Für ihr Drehbuch hat sich die Regisseurin der Mitarbeit von Anders Thomas Jensen versichert, der schon mit seiner Vorlage für Susanne Biers Film "Open Hearts" beweisen konnte, wie psychologisch sorgsam er Figuren in ihren ungeahnten Abgründen auszuloten versteht. So ist, obwohl das Geschehen um Wilbur die letzten Dinge Leben, Tod und Liebe verhandelt, eine Tragikomödie entstanden, die überhaupt nicht dröhnend daherkommt, niemals auftrumpft und ein Lachen provoziert, das nicht dazu angetan ist, im Hals steckenzubleiben.

Ob Wilbur, mit grimmig-abweisendem Charme gespielt von Jamie Sives, den Gashahn aufdreht, sich einen Strick um den Hals windet, die Pulsadern öffnet oder in ein Wasser geht, das nicht tief genug ist - immer kommt ihm das Schicksal, das meist den Namen seines nimmermüden Bruders Harbour (Adrian Rawlins) trägt, in die Quere. Daß Wilbur von seinem Vermieter die Tür gewiesen bekommt, weil er zu fahrlässig mit dem Gas umzugehen pflegt, ist Harbour gerade recht. So kann er den Bruder ohne dessen Widerwort zu sich in die Wohnung über seinem Secondhand-Buchladen in einem wenig anheimelnden Viertel Glasgows holen, einem Geschäft, das er vom kürzlich verstorbenen Vater geerbt hat und ohne Aussicht auf Gewinn betreibt.

Auch Alice, eine vom Leben gleichfalls gebeutelte junge unverheiratete Frau und deren kleine Tochter Mary ziehen bei Harbour ein, dessen Fürsorglichkeit keine Grenzen kennt und nur Gefahr läuft, fälschlich für Liebe gehalten zu werden, vor allem von ihm selbst. Diese Alice, hinreißend verhuscht und anschmiegsam zugleich, verkörpert von Shirley Henderson, bringt einen so eigenen Ton in die Geschichte - ein bißchen Schwermut und ein wenig Resignation, eine verzagte Portion Selbstbehauptungswillen und ein gut Teil Stehvermögen -, daß man einen solch eigentümlichen Schwebezustand kaum in Worte fassen kann. Schon wie sie an Harbour gerät, ist ganz wunderbar ersonnen: Alice arbeitet als Putzfrau im Hospital, sammelt die von den Patienten zurückgelassenen Bücher ein und verscherbelt sie im Laden "North Books".

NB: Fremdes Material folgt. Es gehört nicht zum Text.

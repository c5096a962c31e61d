//! Sliding-window rate limiter, generalized from the teacher's
//! `OrderThrottler` (`application::risk_management::order_throttler`).
//! Reused both by provider throttling (spec §4.1) and the alert
//! dispatcher's sink rate limit (spec §4.2, §8 invariant 8).

use std::collections::VecDeque;
use std::time::{Duration, Instant};

pub struct SlidingWindowLimiter {
    window: Duration,
    max_calls: u32,
    min_delay: Duration,
    timestamps: VecDeque<Instant>,
    last_call: Option<Instant>,
}

impl SlidingWindowLimiter {
    pub fn new(max_calls: u32, window: Duration, min_delay: Duration) -> Self {
        SlidingWindowLimiter {
            window,
            max_calls,
            min_delay,
            timestamps: VecDeque::new(),
            last_call: None,
        }
    }

    fn cleanup(&mut self, now: Instant) {
        while let Some(front) = self.timestamps.front() {
            if now.duration_since(*front) > self.window {
                self.timestamps.pop_front();
            } else {
                break;
            }
        }
    }

    /// Whether a call is allowed right now without violating either the
    /// sliding-window budget or the minimum inter-call delay.
    pub fn can_proceed(&mut self, now: Instant) -> bool {
        self.cleanup(now);
        if self.timestamps.len() as u32 >= self.max_calls {
            return false;
        }
        if let Some(last) = self.last_call {
            if now.duration_since(last) < self.min_delay {
                return false;
            }
        }
        true
    }

    /// Records a call as having proceeded at `now`. Callers must check
    /// `can_proceed` first; this method does not re-check.
    pub fn record(&mut self, now: Instant) {
        self.timestamps.push_back(now);
        self.last_call = Some(now);
    }

    /// Seconds a caller must wait before the next call could proceed.
    pub fn delay_until_available(&mut self, now: Instant) -> Duration {
        self.cleanup(now);
        let mut wait = Duration::ZERO;
        if self.timestamps.len() as u32 >= self.max_calls {
            if let Some(front) = self.timestamps.front() {
                wait = wait.max(self.window.saturating_sub(now.duration_since(*front)));
            }
        }
        if let Some(last) = self.last_call {
            let elapsed = now.duration_since(last);
            if elapsed < self.min_delay {
                wait = wait.max(self.min_delay - elapsed);
            }
        }
        wait
    }
}

#[cfg(test)]
mod tests {
    use super::*;

    #[test]
    fn allows_calls_under_limit() {
        let mut limiter = SlidingWindowLimiter::new(5, Duration::from_secs(60), Duration::ZERO);
        let now = Instant::now();
        assert!(limiter.can_proceed(now));
        limiter.record(now);
    }

    #[test]
    fn blocks_calls_over_limit_within_window() {
        let mut limiter = SlidingWindowLimiter::new(2, Duration::from_secs(60), Duration::ZERO);
        let now = Instant::now();
        limiter.record(now);
        limiter.record(now);
        assert!(!limiter.can_proceed(now));
    }

    #[test]
    fn enforces_min_inter_call_delay() {
        let mut limiter = SlidingWindowLimiter::new(100, Duration::from_secs(60), Duration::from_millis(500));
        let now = Instant::now();
        limiter.record(now);
        assert!(!limiter.can_proceed(now));
    }

    #[test]
    fn sliding_window_prunes_old_entries() {
        let mut limiter = SlidingWindowLimiter::new(1, Duration::from_millis(50), Duration::ZERO);
        let now = Instant::now();
        limiter.record(now);
        assert!(!limiter.can_proceed(now));
        let later = now + Duration::from_millis(100);
        assert!(limiter.can_proceed(later));
    }
}
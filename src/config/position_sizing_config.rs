//! Position sizing config (spec §6 `position_sizing`).

use serde::{Deserialize, Serialize};

#[derive(Debug, Clone, Copy, Deserialize, Serialize)]
#[serde(default)]
pub struct PositionSizingConfig {
    pub portfolio_value: f64,
    pub account_risk_pct: f64,
    pub max_position_pct: f64,
    pub initial_pct: f64,
    pub pyramid1_pct: f64,
    pub pyramid2_pct: f64,
}

impl Default for PositionSizingConfig {
    fn default() -> Self {
        PositionSizingConfig {
            portfolio_value: 100_000.0,
            account_risk_pct: 1.0,
            max_position_pct: 20.0,
            initial_pct: 10.0,
            pyramid1_pct: 5.0,
            pyramid2_pct: 5.0,
        }
    }
}
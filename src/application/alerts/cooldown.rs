//! Per-`(symbol, subtype)` cooldown map, owned by the Alert Service.
//! Generalized from the teacher's sliding-window bookkeeping in
//! `OrderThrottler`, but keyed rather than FIFO-queued: a cooldown gate is
//! a point-in-time check, not a rate limiter.

use std::collections::HashMap;
use std::time::{Duration, Instant};

use crate::domain::alert::AlertSubtype;

#[derive(Default)]
pub struct CooldownTracker {
    last_dispatch: HashMap<(String, AlertSubtype), Instant>,
}

impl CooldownTracker {
    pub fn new() -> Self {
        CooldownTracker::default()
    }

    /// Returns true if `(symbol, subtype)` is still within its cooldown
    /// window as of `now`. A `window` of zero disables cooldown (spec
    /// §4.2: "0 disables").
    pub fn is_in_cooldown(&self, symbol: &str, subtype: AlertSubtype, window: Duration, now: Instant) -> bool {
        if window.is_zero() {
            return false;
        }
        match self.last_dispatch.get(&(symbol.to_string(), subtype)) {
            Some(last) => now.duration_since(*last) < window,
            None => false,
        }
    }

    pub fn record_dispatch(&mut self, symbol: &str, subtype: AlertSubtype, at: Instant) {
        self.last_dispatch.insert((symbol.to_string(), subtype), at);
    }

    /// Prunes entries for symbols no longer active, bounding memory by the
    /// active-symbol set (spec §9 Design Note on per-symbol caches).
    pub fn retain_symbols(&mut self, active_symbols: &std::collections::HashSet<String>) {
        self.last_dispatch.retain(|(symbol, _), _| active_symbols.contains(symbol));
    }
}

#[cfg(test)]
mod tests {
    use super::*;

    #[test]
    fn zero_window_disables_cooldown() {
        let mut tracker = CooldownTracker::new();
        let now = Instant::now();
        tracker.record_dispatch("NVDA", AlertSubtype::Tp1, now);
        assert!(!tracker.is_in_cooldown("NVDA", AlertSubtype::Tp1, Duration::ZERO, now));
    }

    #[test]
    fn within_window_is_in_cooldown() {
        let mut tracker = CooldownTracker::new();
        let now = Instant::now();
        tracker.record_dispatch("NVDA", AlertSubtype::Tp1, now);
        assert!(tracker.is_in_cooldown("NVDA", AlertSubtype::Tp1, Duration::from_secs(3600), now));
    }

    #[test]
    fn distinct_subtypes_do_not_share_cooldown() {
        let mut tracker = CooldownTracker::new();
        let now = Instant::now();
        tracker.record_dispatch("NVDA", AlertSubtype::Tp1, now);
        assert!(!tracker.is_in_cooldown("NVDA", AlertSubtype::Tp2, Duration::from_secs(3600), now));
    }
}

Harbour wird Alice heiraten - und Wilbur, der bisher alle Avancen weiblicherseits brüsk abwies, wird die ihn verstörende Erfahrung machen, daß man sich zu einer Frau auch hingezogen fühlen kann. Und dann dreht sich unversehens die Konstellation, dann wird Harbour mit der Diagnose konfrontiert, lebensbedrohlich an Bauchspeicheldrüsenkrebs erkrankt zu sein, und Wilbur wird wider Willen und erleichtert zugleich in die Rolle dessen gedrängt, der Leben bewahren muß, statt es zu zerstören.

Seit langem hat es keinen Film im Kino gegeben, der so unaufwendig und wahrhaftig von der grenzenlosen Verletzlichkeit des Menschen erzählt - und von dessen Vermögen, sich gleichwohl für Momente das Glück zu bewahren. "Hast du ein riesiges weißes Licht gesehen?" fragt Harbour, damals noch gesund, irgendwann seinen Bruder, nachdem er ihn wieder einmal dem Tod abspenstig machen konnte. "Da ist nichts", antwortet Wilbur, "nur Schwärze und völliges Schweigen." Und wie beiläufig hängt er den entscheidenden Satz an, der von der Kunst Lone Scherfigs kündet, allfällige Rührung gewitzt zu meiden: "Es ist ein bißchen so, wie in Wales zu sein."